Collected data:
=== Section Start ===
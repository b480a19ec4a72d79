//! The client surface consumed by the mailbox layer.

use std::sync::Arc;

use async_trait::async_trait;
use futures::stream::BoxStream;
use tokio::sync::broadcast;

use crate::{Config, Error, FetchOptions, Folder, RawMessage, Result, SearchCriteria, UidSet};

/// Messages streamed back by [`ImapClient::fetch`].
///
/// An `Err` item is the fetch failing; the end of the stream is the fetch
/// completing.
pub type FetchStream = BoxStream<'static, Result<RawMessage>>;

/// Something the client reports outside of any pending call.
#[derive(Debug, Clone)]
pub enum Notification {
    /// This many new messages arrived in the opened folder.
    Mail(u32),
    /// A connection-level error occurred.
    Error(Arc<Error>),
    /// The connection closed.
    Close,
}

/// An IMAP client connection.
///
/// All methods take `&self`; implementations queue concurrent commands on
/// their single connection.
#[async_trait]
pub trait ImapClient: Send + Sync + 'static {
    /// Opens the connection and authenticates. Returning `Ok` means ready.
    async fn connect(&self) -> Result<()>;

    /// Opens a folder, read-only if requested.
    async fn open_box(&self, name: &str, read_only: bool) -> Result<Folder>;

    /// Returns the UIDs of the messages matching `criteria`.
    async fn search(&self, criteria: &SearchCriteria) -> Result<Vec<u32>>;

    /// Starts fetching the given messages.
    async fn fetch(&self, uids: &UidSet, options: &FetchOptions) -> Result<FetchStream>;

    /// Ends the connection gracefully; returns once it is closed.
    async fn end(&self) -> Result<()>;

    /// Tears the connection down immediately.
    fn destroy(&self);

    /// Subscribes to the client's notifications.
    fn notifications(&self) -> broadcast::Receiver<Notification>;
}

/// Builds clients from connection options.
pub trait ClientFactory: Send + Sync {
    /// The client type produced.
    type Client: ImapClient;

    /// Creates a new, unconnected client.
    fn create(&self, config: &Config) -> Self::Client;
}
=== Section End ===
_WHAT THIS TASK INVOLVES_
Here the output must be the lines above from the line with "the given messages." to the line with "async fn end(&self) -> Result<()>;", both included, duplicated word for word and nothing else.

_SOLVED EXERCISE_
    /// Starts fetching the given messages.
    async fn fetch(&self, uids: &UidSet, options: &FetchOptions) -> Result<FetchStream>;

    /// Ends the connection gracefully; returns once it is closed.
    async fn end(&self) -> Result<()>;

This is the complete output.